The mission of Science & Global Security is to provide scientific and technical analysis in support of policy initiatives in international security, arms control, and disarmament. Indeed, many international security issues have a strong technical component. At the same time, purely technical solutions rarely exist. In most cases, technology serves as a tool that opens space for political decisions, compromises, and agreements. The opposite is also true--political environment can shape our understanding of the role of technology and expand (or narrow) the range of technical solutions that can be implemented in practice. This interaction is what makes the technical analysis of international security issues both important and challenging. This challenge is illustrated by the two papers published in this issue.
In the opening article of the issue, "Computational Fluid Dynamics Analysis of the Infrared Emission from a Generic Hypersonic Glide Vehicle" by Graham V. Candler and Ivett A. Leyva, the authors address the visibility of a glide vehicle to space-based infrared sensors using computational fluid dynamics to model the vehicle's flight. This seemingly narrow technical issue is quite important for assessing the potential role of hypersonic gliders as a weapon delivery system.
The relative difficulty of detecting these gliders by the existing early-warning systems is often presented as their distinct advantage. It also provides arguments for proponents of developing new tools to detect ballistic missiles and gliders from space. Overall, it contributes to the notion that hypersonic glide vehicles have a qualitative advantage over traditional ballistic missiles. This notion, of course, has been contested on technical as well as political grounds. For example, in a 2020 Science & Global Security paper "Modelling the Performance of Hypersonic Boost-Glide Missiles" Cameron L. Tracy and David Wright argued that in most cases the capabilities of hypersonic gliders are comparable to those of traditional ballistic missiles. One element of that analysis examined the visibility of hypersonic gliders and concluded that the detection is well within the capability of the existing space-based sensors.

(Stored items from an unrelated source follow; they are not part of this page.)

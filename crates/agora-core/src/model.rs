// SPDX-License-Identifier: MIT
// Copyright (c) 2026 Agora

use chrono::{DateTime, Utc};
use serde::{Deserialize, Serialize};
use std::collections::BTreeMap;

/// Parking lot as returned by `GET /parking-lots/`.
///
/// Records are owned by the backend; the front end never mutates them.
#[derive(Debug, Clone, PartialEq, Serialize, Deserialize)]
pub struct ParkingLot {
    pub id: i64,
    #[serde(default)]
    pub place_id: String,
    pub name: String,
    pub address: String,
    pub latitude: f64,
    pub longitude: f64,
    #[serde(default)]
    pub phone_number: Option<String>,
    #[serde(default)]
    pub website: Option<String>,
    /// Day name -> 24 hourly utilization values (0-100)
    #[serde(default)]
    pub popular_times: Option<BTreeMap<String, Vec<u32>>>,
    #[serde(default)]
    pub avg_utilization: Option<f64>,
    #[serde(default)]
    pub underutilized_hours: Option<u32>,
    #[serde(default)]
    pub rating: Option<f64>,
    #[serde(default)]
    pub user_ratings_total: Option<u32>,
    #[serde(default)]
    pub business_status: Option<String>,
    #[serde(default, with = "timestamp::option")]
    pub last_synced_at: Option<DateTime<Utc>>,
    #[serde(default)]
    pub is_available_for_rent: Option<bool>,
    #[serde(default)]
    pub contact_notes: Option<String>,
    #[serde(default)]
    pub estimated_capacity: Option<u32>,
    #[serde(with = "timestamp")]
    pub created_at: DateTime<Utc>,
    #[serde(with = "timestamp")]
    pub updated_at: DateTime<Utc>,
}

impl ParkingLot {
    /// Only an explicit `true` counts; an unknown flag is not available.
    pub fn is_available(&self) -> bool {
        self.is_available_for_rent == Some(true)
    }

    pub fn coordinate(&self) -> (f64, f64) {
        (self.latitude, self.longitude)
    }
}

/// Parking lot with its parcel ownership data, from `GET /parking-lots/{id}`.
#[derive(Debug, Clone, PartialEq, Serialize, Deserialize)]
pub struct ParkingLotDetail {
    #[serde(flatten)]
    pub lot: ParkingLot,
    #[serde(default)]
    pub parcel: Option<Parcel>,
}

impl std::ops::Deref for ParkingLotDetail {
    type Target = ParkingLot;

    fn deref(&self) -> &ParkingLot {
        &self.lot
    }
}

#[derive(Debug, Clone, PartialEq, Serialize, Deserialize)]
pub struct Parcel {
    pub id: i64,
    pub apn: String,
    pub address: String,
    pub county: String,
    pub state: String,
    pub owner_name: String,
    pub owner_type: String,
    #[serde(default)]
    pub owner_mailing_address: Option<String>,
    #[serde(default)]
    pub is_likely_commercial: bool,
    #[serde(default)]
    pub zoning: Option<String>,
    #[serde(default)]
    pub land_use: Option<String>,
    #[serde(default)]
    pub lot_size_sqft: Option<f64>,
    #[serde(default)]
    pub assessed_value: Option<i64>,
    #[serde(default)]
    pub year_built: Option<i32>,
    /// 1-100
    #[serde(default)]
    pub rentability_score: Option<u8>,
    #[serde(default)]
    pub rentability_notes: Option<Vec<String>>,
}

/// Crowdfunding project attached to a parking lot.
#[derive(Debug, Clone, PartialEq, Serialize, Deserialize)]
pub struct Project {
    pub id: i64,
    pub name: String,
    #[serde(default)]
    pub required_fund: Option<f64>,
    #[serde(default)]
    pub project_type: Option<String>,
    #[serde(default)]
    pub project_description: Option<String>,
    #[serde(default)]
    pub status: Option<String>,
    #[serde(default)]
    pub investment_goal: Option<f64>,
    #[serde(with = "timestamp")]
    pub created_at: DateTime<Utc>,
    #[serde(with = "timestamp")]
    pub updated_at: DateTime<Utc>,
}

/// Body of `POST /projects/request`.
#[derive(Debug, Clone, Copy, PartialEq, Eq, Serialize, Deserialize)]
pub struct ProjectRequest {
    pub parking_lot_id: i64,
}

/// Backend timestamps arrive either as RFC 3339 or as naive ISO-8601 (UTC implied).
pub(crate) mod timestamp {
    use chrono::{DateTime, NaiveDateTime, Utc};
    use serde::{Deserialize, Deserializer, Serializer};

    pub fn parse(raw: &str) -> Option<DateTime<Utc>> {
        if let Ok(dt) = DateTime::parse_from_rfc3339(raw) {
            return Some(dt.with_timezone(&Utc));
        }
        NaiveDateTime::parse_from_str(raw, "%Y-%m-%dT%H:%M:%S%.f")
            .ok()
            .map(|naive| naive.and_utc())
    }

    pub fn serialize<S: Serializer>(value: &DateTime<Utc>, serializer: S) -> Result<S::Ok, S::Error> {
        serializer.serialize_str(&value.to_rfc3339())
    }

    pub fn deserialize<'de, D: Deserializer<'de>>(deserializer: D) -> Result<DateTime<Utc>, D::Error> {
        let raw = String::deserialize(deserializer)?;
        parse(&raw).ok_or_else(|| serde::de::Error::custom(format!("invalid timestamp '{}'", raw)))
    }

    pub mod option {
        use chrono::{DateTime, Utc};
        use serde::{Deserialize, Deserializer, Serializer};

        pub fn serialize<S: Serializer>(
            value: &Option<DateTime<Utc>>,
            serializer: S,
        ) -> Result<S::Ok, S::Error> {
            match value {
                Some(dt) => serializer.serialize_some(&dt.to_rfc3339()),
                None => serializer.serialize_none(),
            }
        }

        pub fn deserialize<'de, D: Deserializer<'de>>(
            deserializer: D,
        ) -> Result<Option<DateTime<Utc>>, D::Error> {
            match Option::<String>::deserialize(deserializer)? {
                Some(raw) => super::parse(&raw).map(Some).ok_or_else(|| {
                    serde::de::Error::custom(format!("invalid timestamp '{}'", raw))
                }),
                None => Ok(None),
            }
        }
    }
}
// SPDX-License-Identifier: MIT
// Copyright (c) 2026 Agora

use crate::api::DEFAULT_API_URL;
use crate::filter::UnderutilizedThresholds;
use crate::query::QueryOptions;
use anyhow::{Context, Result};
use log::debug;
use serde::{Deserialize, Serialize};
use std::fs;
use std::path::{Path, PathBuf};
use std::time::Duration;

pub const API_URL_ENV: &str = "AGORA_API_URL";
pub const ACCESS_TOKEN_ENV: &str = "AGORA_ACCESS_TOKEN";

#[derive(Debug, Clone, PartialEq, Serialize, Deserialize)]
#[serde(default)]
pub struct Config {
    pub api_url: String,
    pub request_timeout_secs: u64,
    pub query: QueryOptions,
    pub underutilized: UnderutilizedThresholds,
    /// Bearer token from the wallet-auth provider, if signed in
    #[serde(skip_serializing_if = "Option::is_none")]
    pub access_token: Option<String>,
}

impl Default for Config {
    fn default() -> Self {
        Self {
            api_url: DEFAULT_API_URL.to_string(),
            request_timeout_secs: 30,
            query: QueryOptions::default(),
            underutilized: UnderutilizedThresholds::default(),
            access_token: None,
        }
    }
}

impl Config {
    pub fn request_timeout(&self) -> Duration {
        Duration::from_secs(self.request_timeout_secs.max(1))
    }

    /// Applies `AGORA_API_URL` / `AGORA_ACCESS_TOKEN` when set and non-empty.
    pub fn apply_env(&mut self) {
        if let Some(url) = non_empty_env(API_URL_ENV) {
            debug!("API URL overridden from environment — url={}", url);
            self.api_url = url;
        }
        if let Some(token) = non_empty_env(ACCESS_TOKEN_ENV) {
            self.access_token = Some(token);
        }
    }

    /// Pretty JSON with the access token masked.
    pub fn to_display_json(&self) -> Result<String> {
        let mut shown = self.clone();
        if shown.access_token.is_some() {
            shown.access_token = Some("<redacted>".to_string());
        }
        serde_json::to_string_pretty(&shown).context("Failed to serialize config")
    }
}

fn non_empty_env(name: &str) -> Option<String> {
    std::env::var(name).ok().filter(|v| !v.trim().is_empty())
}

pub fn get_config_root() -> PathBuf {
    directories::ProjectDirs::from("org", "agora", "agora-discover")
        .map(|dirs| dirs.config_dir().to_path_buf())
        .unwrap_or_else(|| PathBuf::from(".agora"))
}

#[derive(Debug, Clone)]
pub struct ConfigManager {
    config_path: PathBuf,
}

impl Default for ConfigManager {
    fn default() -> Self {
        Self::new(get_config_root().join("config.json"))
    }
}

impl ConfigManager {
    pub fn new(config_path: impl Into<PathBuf>) -> Self {
        Self {
            config_path: config_path.into(),
        }
    }

    pub fn path(&self) -> &Path {
        &self.config_path
    }

    pub fn load(&self) -> Result<Config> {
        if !self.config_path.exists() {
            debug!(
                "No config file, using defaults — path={}",
                self.config_path.display()
            );
            return Ok(Config::default());
        }

        let content = fs::read_to_string(&self.config_path).context("Failed to read config.json")?;

        serde_json::from_str(&content).context("Failed to parse config.json")
    }

    pub fn save(&self, config: &Config) -> Result<()> {
        if let Some(parent) = self.config_path.parent() {
            if !parent.exists() {
                fs::create_dir_all(parent).context("Failed to create config directory")?;
            }
        }

        let content = serde_json::to_string_pretty(config).context("Failed to serialize config")?;

        fs::write(&self.config_path, content).context("Failed to write config.json")
    }
}
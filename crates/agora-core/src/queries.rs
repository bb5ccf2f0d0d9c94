// SPDX-License-Identifier: MIT
// Copyright (c) 2026 Agora

use crate::api::{ApiClient, ApiError};
use crate::model::{ParkingLot, ParkingLotDetail, Project};
use crate::query::{QueryCache, QueryKey, QueryOptions};
use log::info;
use std::sync::Arc;

/// Cached access to the backend, one cache per record type.
pub struct QueryClient {
    api: ApiClient,
    lots: QueryCache<Vec<ParkingLot>>,
    details: QueryCache<ParkingLotDetail>,
    projects: QueryCache<Option<Project>>,
}

impl QueryClient {
    pub fn new(api: ApiClient, options: QueryOptions) -> Self {
        Self {
            api,
            lots: QueryCache::new(options),
            details: QueryCache::new(options),
            projects: QueryCache::new(options),
        }
    }

    pub fn api(&self) -> &ApiClient {
        &self.api
    }

    pub fn parking_lots(&self) -> Result<Arc<Vec<ParkingLot>>, ApiError> {
        self.lots
            .fetch(QueryKey::ParkingLots, || self.api.list_parking_lots())
    }

    /// Forces a new list fetch, e.g. for a manual refresh.
    pub fn refresh_parking_lots(&self) -> Result<Arc<Vec<ParkingLot>>, ApiError> {
        self.lots
            .refetch(QueryKey::ParkingLots, || self.api.list_parking_lots())
    }

    pub fn parking_lot(&self, id: i64) -> Result<Arc<ParkingLotDetail>, ApiError> {
        ensure_valid_id(id)?;
        self.details
            .fetch(QueryKey::ParkingLotDetail(id), || self.api.get_parking_lot(id))
    }

    pub fn project_for_parking_lot(&self, id: i64) -> Result<Arc<Option<Project>>, ApiError> {
        ensure_valid_id(id)?;
        self.projects.fetch(QueryKey::ProjectByParkingLot(id), || {
            self.api.get_project_for_parking_lot(id)
        })
    }

    /// Creates a project for the lot and invalidates its cached project
    /// lookup so the next read sees the new project.
    pub fn request_project(&self, id: i64) -> Result<Project, ApiError> {
        ensure_valid_id(id)?;
        let project = self.api.request_project(id)?;
        self.projects.invalidate(&QueryKey::ProjectByParkingLot(id));
        info!(
            "Project lookup invalidated after request — parking_lot_id={} project_id={}",
            id, project.id
        );
        Ok(project)
    }

    pub fn cached_project(&self, id: i64) -> Option<Arc<Option<Project>>> {
        self.projects.get(&QueryKey::ProjectByParkingLot(id))
    }

    pub fn is_project_fresh(&self, id: i64) -> bool {
        self.projects.is_fresh(&QueryKey::ProjectByParkingLot(id))
    }

    pub fn clear(&self) {
        self.lots.clear();
        self.details.clear();
        self.projects.clear();
    }
}

fn ensure_valid_id(id: i64) -> Result<(), ApiError> {
    if id > 0 {
        Ok(())
    } else {
        Err(ApiError::InvalidId(id))
    }
}
// SPDX-License-Identifier: MIT
// Copyright (c) 2026 Agora

//! Selection/filter state shared by the discover list and map.
//!
//! The controller is the single owner of the active filter and the selected
//! lot. Every state-changing operation reconciles the selection against the
//! visible subset and then publishes an immutable [`DiscoverSnapshot`] to
//! subscribers, so the list and the map always render from the same state.

use crate::filter::{self, LotFilter, UnderutilizedThresholds};
use crate::model::ParkingLot;
use log::{debug, info};
use std::sync::mpsc::{self, Receiver, Sender};
use std::sync::Arc;
use thiserror::Error;

/// Zoom level the map uses when centering on a selected lot.
pub const FOCUS_ZOOM: u8 = 14;

#[derive(Error, Debug, Clone, PartialEq, Eq)]
pub enum SelectionError {
    #[error("Parking lot {0} is not in the visible list")]
    NotVisible(i64),
}

#[derive(Debug, Clone, PartialEq)]
pub struct MapMarker {
    pub id: i64,
    pub name: String,
    pub lat: f64,
    pub lng: f64,
    pub selected: bool,
}

#[derive(Debug, Clone, Copy, PartialEq)]
pub struct MapFocus {
    pub lot_id: i64,
    pub lat: f64,
    pub lng: f64,
    pub zoom: u8,
}

impl MapFocus {
    fn on(lot: &ParkingLot) -> Self {
        Self {
            lot_id: lot.id,
            lat: lot.latitude,
            lng: lot.longitude,
            zoom: FOCUS_ZOOM,
        }
    }
}

/// Everything a view needs to render the discover page.
#[derive(Debug, Clone, PartialEq)]
pub struct DiscoverSnapshot {
    pub filter: LotFilter,
    pub visible: Vec<ParkingLot>,
    pub selected: Option<ParkingLot>,
    pub total: usize,
    pub underutilized: usize,
}

impl DiscoverSnapshot {
    pub fn markers(&self) -> Vec<MapMarker> {
        let selected_id = self.selected.as_ref().map(|l| l.id);
        self.visible
            .iter()
            .map(|lot| MapMarker {
                id: lot.id,
                name: lot.name.clone(),
                lat: lot.latitude,
                lng: lot.longitude,
                selected: Some(lot.id) == selected_id,
            })
            .collect()
    }

    pub fn is_selected(&self, id: i64) -> bool {
        self.selected.as_ref().is_some_and(|l| l.id == id)
    }
}

#[derive(Debug, Clone)]
pub enum DiscoverEvent {
    Changed(Arc<DiscoverSnapshot>),
    CenterOn(MapFocus),
}

pub struct DiscoverController {
    lots: Vec<ParkingLot>,
    filter: LotFilter,
    selected: Option<i64>,
    thresholds: UnderutilizedThresholds,
    subscribers: Vec<Sender<DiscoverEvent>>,
}

impl DiscoverController {
    /// Builds the controller and selects the first visible lot, if any.
    pub fn new(lots: Vec<ParkingLot>, filter: LotFilter, thresholds: UnderutilizedThresholds) -> Self {
        let mut controller = Self {
            lots,
            filter,
            selected: None,
            thresholds,
            subscribers: Vec::new(),
        };
        controller.reconcile();
        controller
    }

    pub fn filter(&self) -> LotFilter {
        self.filter
    }

    pub fn lots(&self) -> &[ParkingLot] {
        &self.lots
    }

    pub fn visible(&self) -> Vec<&ParkingLot> {
        filter::visible(self.filter, &self.lots, &self.thresholds)
    }

    pub fn selected(&self) -> Option<&ParkingLot> {
        let id = self.selected?;
        self.lots.iter().find(|lot| lot.id == id)
    }

    pub fn subscribe(&mut self) -> Receiver<DiscoverEvent> {
        let (tx, rx) = mpsc::channel();
        self.subscribers.push(tx);
        rx
    }

    pub fn set_filter(&mut self, filter: LotFilter) {
        if self.filter == filter {
            debug!("set_filter: unchanged — filter={}", filter);
            return;
        }
        info!("Discover filter changed — from={} to={}", self.filter, filter);
        self.filter = filter;
        self.apply();
    }

    /// Selects a lot from the visible subset. Fails without touching state
    /// when `id` is filtered out or unknown.
    pub fn select_lot(&mut self, id: i64) -> Result<(), SelectionError> {
        let focus = self
            .visible()
            .into_iter()
            .find(|lot| lot.id == id)
            .map(MapFocus::on)
            .ok_or(SelectionError::NotVisible(id))?;

        let changed = self.selected != Some(id);
        self.selected = Some(id);
        // Re-centering is requested even when the lot was already selected.
        self.publish(DiscoverEvent::CenterOn(focus));
        if changed {
            debug!("Selected parking lot — id={}", id);
            self.publish_snapshot();
        }
        Ok(())
    }

    /// Map marker clicks go through the same rules as list clicks.
    pub fn on_marker_click(&mut self, id: i64) -> Result<(), SelectionError> {
        self.select_lot(id)
    }

    pub fn on_data_refreshed(&mut self, lots: Vec<ParkingLot>) {
        if lots == self.lots {
            debug!("on_data_refreshed: lot list unchanged — count={}", lots.len());
            return;
        }
        info!(
            "Parking lot data refreshed — previous={} current={}",
            self.lots.len(),
            lots.len()
        );
        self.lots = lots;
        self.apply();
    }

    pub fn snapshot(&self) -> DiscoverSnapshot {
        DiscoverSnapshot {
            filter: self.filter,
            visible: self.visible().into_iter().cloned().collect(),
            selected: self.selected().cloned(),
            total: self.lots.len(),
            underutilized: filter::underutilized_count(&self.lots, &self.thresholds),
        }
    }

    fn apply(&mut self) {
        let previous = self.selected;
        self.reconcile();
        if self.selected != previous {
            if let Some(focus) = self.selected().map(MapFocus::on) {
                self.publish(DiscoverEvent::CenterOn(focus));
            }
        }
        self.publish_snapshot();
    }

    /// Keeps the selection if it is still visible, otherwise falls back to
    /// the first visible lot (or nothing).
    fn reconcile(&mut self) {
        let visible = self.visible();
        let still_visible = self
            .selected
            .is_some_and(|id| visible.iter().any(|lot| lot.id == id));
        if !still_visible {
            let next = visible.first().map(|lot| lot.id);
            debug!(
                "Selection reconciled — previous={:?} next={:?} visible={}",
                self.selected,
                next,
                visible.len()
            );
            self.selected = next;
        }
    }

    fn publish_snapshot(&mut self) {
        if self.subscribers.is_empty() {
            return;
        }
        let snapshot = Arc::new(self.snapshot());
        self.publish(DiscoverEvent::Changed(snapshot));
    }

    fn publish(&mut self, event: DiscoverEvent) {
        self.subscribers.retain(|tx| tx.send(event.clone()).is_ok());
    }
}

The computational fluid dynamics analysis performed by Candler and Leyva suggests that the infrared emissions of a hypersonic glide vehicle during the glide phase would be lower than those predicted by the model used by Tracy and Wright. As a result, the vehicle might not be reliably detected by the older DSP early-warning satellites. However, sensors of the newer SBIRS satellites would still be able to see the glider. The computational fluid dynamics analysis also provides some important insights into the parameters of the glider's flight and challenges some of the assumptions made in the earlier analysis.
The editors invited Tracy and Wright to submit a response which will be published in an upcoming issue of the journal. An open discussion of technical aspects of an issue is the most reliable way of getting better understanding of its political implications.
In "Mining for the Bomb: The Vulnerability of Buried Plutonium to Clandestine Recovery" Cameron Tracy and Rodney Ewing examine various aspects of an issue that is at the center of the effort to eliminate military usable fissile materials. In the 1990s, the United States and Russia each committed to dispose of 34 metric tons of weapon-grade plutonium. Disposal, however, proved to be a difficult technical and political task. The technical aspects of the problem have been extensively covered by Science & Global Security since its inception more than thirty years ago.
Experts in the two countries have always disagreed on what method of disposition can be considered irreversible. Russia has long maintained that burying plutonium underground does not provide a sufficient barrier to recover the material. The authors show that this argument is technically correct, and that plutonium is indeed vulnerable to clandestine recovery using existing engineering techniques. They also demonstrate that the nature of disagreement, which eventually contributed to the collapse of the bilateral plutonium disposition agreement, is not purely technical.
The different approaches to disposition reflect the different technological frames that exist in Russia and the United States. While Russian experts consider plutonium a valuable resource, in the United States plutonium is treated as waste. Any solution to the plutonium disposition problem must recognize these differences and take them fully into account. One can also add that these technological frames are embedded in a larger political framework. There are examples in the history of U.S.-Russian arms control where a favorable political environment made it possible to find solutions to difficult technical problems. The authors of the article offer some ideas that can help address concerns about the potential recovery of buried plutonium.